C Cleveland

Saturday, March 16, 2013

I've always been an avid reader. When I was a little girl, I would keep my book bag in my lap all through dinner every 14 days, knowing that once we ate, my father and I would venture to my favorite home away from home, the South Euclid-Lyndhurst Library.

The South Euclid-Lyndhurst Library was one of 28 in the Cuyahoga County Library System. Lucky for me, it was also the one closest to my house because the South Euclid-Lyndhurst Library wasn't like the other libraries which were housed in the backs of schools or in fancy new buildings.

This is the South Euclid-Lyndhurst Library.

As you can see, it's not like your ordinary library. It's housed in the former Telling Mansion and has a total of 26 rooms and 20,000 square feet.
Young William Telling started selling strawberries and milk from his father's farm before he got a job at the local quarries. Money he earned there was used to buy a milk wagon to start a milk route. One thing led to another and William Telling found himself sitting at the helm of the largest dairy operation in Cleveland and surrounding northern Ohio communities.
Telling also became the director of Standard Trust Company, formed as a merger of smaller banks. The financial crash of 1929 caused the demise of Standard Trust and Telling's net worth of $16 million plunged to just $16,000 in less than 10 years.
The mansion was liquidated and sold, becoming housing for war brides, apartments and eventually, home to the South Euclid Library, which later merged with the Lyndhurst library. I spent many hours sneaking into the upstairs and basement "off limits" areas, pretending that this grand home was mine.


Even it's place on the National Register of Historic Places can't save it from it's current struggle. The Cuyahoga County Public Library has decided to close this branch and sell the property. I'm glad my father isn't alive to witness this, because it would break his heart.

They site that the mansion has three floors and no elevators, making it inaccessible to the handicapped but surely they could find a way to put in elevators that would cost less than the $12 million they are spending to build a new library just a stone's throw down the road. The debate has a community rallied to save its prized possession.

I belong to the Save the SE-L Mansion Library Facebook page and I commend the efforts of the organizers to try to save this gem. Each weekend, they protest in front of the library but I fear that their protests are falling on deaf ears.

 At least the one thing the library Board can't take away from me are my memories.

If you're so inclined, here's a history of William Telling and the library.

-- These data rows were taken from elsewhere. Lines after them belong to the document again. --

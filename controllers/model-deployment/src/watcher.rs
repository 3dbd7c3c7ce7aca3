//! Kubernetes resource watcher.
//!
//! Drives reconciliation of ModelDeployment objects using
//! kube_runtime::Controller. Deletion is handled through a finalizer so child
//! resources are torn down before the object disappears; every other event is
//! classified from the recorded generation and dispatched to the reconciler.

use crate::error::ControllerError;
use crate::reconciler::{ChildStores, PassReport, Reconciler, Trigger};
use crds::ModelDeployment;
use kube::api::{Patch, PatchParams};
use kube::{Api, Client, ResourceExt};
use kube_runtime::controller::{Action, Config as ControllerConfig};
use kube_runtime::finalizer::{Event, finalizer};
use kube_runtime::{Controller, watcher};
use serde_json::json;
use std::sync::Arc;
use std::time::Duration;
use futures::StreamExt;
use tracing::{debug, error, info};

/// Finalizer that keeps a ModelDeployment around until its children are gone.
pub const FINALIZER: &str = "ml.example.com/model-deployment";

/// Shared state handed to every reconciliation invocation.
pub struct Context {
    pub client: Client,
    pub requeue_interval: Duration,
}

/// Watches ModelDeployment resources for changes.
pub struct Watcher {
    context: Arc<Context>,
    api: Api<ModelDeployment>,
}

impl Watcher {
    /// Creates a watcher scoped to `namespace`, or cluster-wide when `None`.
    pub fn new(context: Arc<Context>, namespace: Option<&str>) -> Self {
        let api = match namespace {
            Some(ns) => Api::namespaced(context.client.clone(), ns),
            None => Api::all(context.client.clone()),
        };
        Self { context, api }
    }

    /// Starts watching ModelDeployment resources. Runs until the process
    /// shuts down; watch failures are retried by the controller runtime.
    pub async fn watch_model_deployments(&self) -> Result<(), ControllerError> {
        info!("Starting ModelDeployment watcher");

        // Debounce batches bursts of events (spec edit plus our own status
        // write) into a single pass; concurrency bounds API load.
        let controller_config = ControllerConfig::default()
            .debounce(Duration::from_secs(5))
            .concurrency(3);

        Controller::new(self.api.clone(), watcher::Config::default())
            .with_config(controller_config)
            .run(reconcile, error_policy, self.context.clone())
            .for_each(|res| async move {
                if let Err(e) = res {
                    error!("Controller error for ModelDeployment: {e}");
                }
            })
            .await;

        Ok(())
    }
}

async fn reconcile(
    md: Arc<ModelDeployment>,
    ctx: Arc<Context>,
) -> Result<Action, kube_runtime::finalizer::Error<ControllerError>> {
    let namespace = md.namespace().unwrap_or_else(|| "default".to_string());
    let api: Api<ModelDeployment> = Api::namespaced(ctx.client.clone(), &namespace);

    finalizer(&api, FINALIZER, md, |event| async move {
        match event {
            Event::Apply(md) => apply(&md, &ctx).await,
            Event::Cleanup(md) => cleanup(&md, &ctx).await,
        }
    })
    .await
}

/// Handles every non-deletion event: classifies the trigger, runs the pass
/// and writes the resulting status.
async fn apply(md: &ModelDeployment, ctx: &Context) -> Result<Action, ControllerError> {
    let name = md.name_any();
    let namespace = md.namespace().unwrap_or_else(|| "default".to_string());

    let trigger = Trigger::classify(md);
    debug!("Reconciling ModelDeployment {namespace}/{name} under {trigger:?}");

    let reconciler = Reconciler::new(ChildStores::kube(ctx.client.clone(), &namespace));
    let report = reconciler.run(md, trigger).await;
    write_status(md, ctx, &report).await?;
    report.result?;

    Ok(Action::requeue(ctx.requeue_interval))
}

/// Tears down child resources before the finalizer is removed. An error keeps
/// the finalizer in place and the deletion is retried; the failure is also
/// surfaced on the status while the object lingers.
async fn cleanup(md: &ModelDeployment, ctx: &Context) -> Result<Action, ControllerError> {
    let namespace = md.namespace().unwrap_or_else(|| "default".to_string());

    let reconciler = Reconciler::new(ChildStores::kube(ctx.client.clone(), &namespace));
    let report = reconciler.run(md, Trigger::Delete).await;
    write_status(md, ctx, &report).await?;
    report.result?;

    Ok(Action::await_change())
}

/// Patches the status subresource when the pass produced one. Runs for
/// failed passes too, so the Failed phase is visible on the object.
async fn write_status(
    md: &ModelDeployment,
    ctx: &Context,
    report: &PassReport,
) -> Result<(), ControllerError> {
    let Some(status) = &report.status else {
        return Ok(());
    };
    let name = md.name_any();
    let namespace = md.namespace().unwrap_or_else(|| "default".to_string());
    let api: Api<ModelDeployment> = Api::namespaced(ctx.client.clone(), &namespace);

    api.patch_status(
        &name,
        &PatchParams::default(),
        &Patch::Merge(&json!({ "status": status })),
    )
    .await?;
    Ok(())
}

fn error_policy(
    md: Arc<ModelDeployment>,
    error: &kube_runtime::finalizer::Error<ControllerError>,
    _ctx: Arc<Context>,
) -> Action {
    error!(
        "Reconciliation error for ModelDeployment {}: {error}",
        md.name_any()
    );
    Action::requeue(Duration::from_secs(60))
}
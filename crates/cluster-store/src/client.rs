//! Kubernetes-backed resource store

use crate::error::StoreError;
use crate::store_trait::ResourceStore;
use k8s_openapi::NamespaceResourceScope;
use kube::api::{Api, DeleteParams, Patch, PatchParams, PostParams};
use kube::{Client, Resource};
use serde::Serialize;
use serde::de::DeserializeOwned;
use std::fmt::Debug;

/// [`ResourceStore`] implementation backed by a namespaced [`kube::Api`].
///
/// Maps the cluster's error responses into the [`StoreError`] taxonomy once,
/// so callers never inspect HTTP status codes.
#[derive(Debug, Clone)]
pub struct KubeStore<K> {
    api: Api<K>,
}

impl<K> KubeStore<K>
where
    K: Resource<Scope = NamespaceResourceScope>,
    K::DynamicType: Default,
{
    /// Wraps an existing API handle.
    pub fn new(api: Api<K>) -> Self {
        Self { api }
    }

    /// Creates a store scoped to `namespace`.
    pub fn namespaced(client: Client, namespace: &str) -> Self {
        Self {
            api: Api::namespaced(client, namespace),
        }
    }
}

#[async_trait::async_trait]
impl<K> ResourceStore<K> for KubeStore<K>
where
    K: Resource<Scope = NamespaceResourceScope>
        + Clone
        + Debug
        + Serialize
        + DeserializeOwned
        + Send
        + Sync,
    K::DynamicType: Default,
{
    async fn get(&self, name: &str) -> Result<K, StoreError> {
        Ok(self.api.get(name).await?)
    }

    async fn create(&self, manifest: &K) -> Result<K, StoreError> {
        Ok(self.api.create(&PostParams::default(), manifest).await?)
    }

    async fn patch(&self, name: &str, manifest: &K) -> Result<K, StoreError> {
        Ok(self
            .api
            .patch(name, &PatchParams::default(), &Patch::Merge(manifest))
            .await?)
    }

    async fn delete(&self, name: &str) -> Result<(), StoreError> {
        self.api.delete(name, &DeleteParams::default()).await?;
        Ok(())
    }
}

It's about 20 minutes long but views of the library start at 5:00



  1. What a lovely building and brilliant place to have a library. It is a great shame that the library authority can't (won't) find a way to carry out alterations to keep the building as a library. What will happen to it?

  2. What a fascinating read about this building, Chrissy!

    And holy cow...what a STUNNING building it is. Both the exterior and interior photos are amazing!

    Anytime you share the history of Cleveland, it reminds me so much of the beautiful architecture here in Philadelphia.

    Sure hope they find a way to save the building.

    "At least the one thing the library Board can't take away from me are my memories.'

    You're right, girl!


  3. @Mark Clough,
    It's very sad. The property is listed for $895K and we're hoping that whoever purchases the property decides to keep it open for public use.

    Isn't it a gem? I wish I could buy it myself! Like I told Mark, I hope that the new owners appreciate the love the community has for this landmark and that whatever it becomes allows it to still be enjoyed by the public.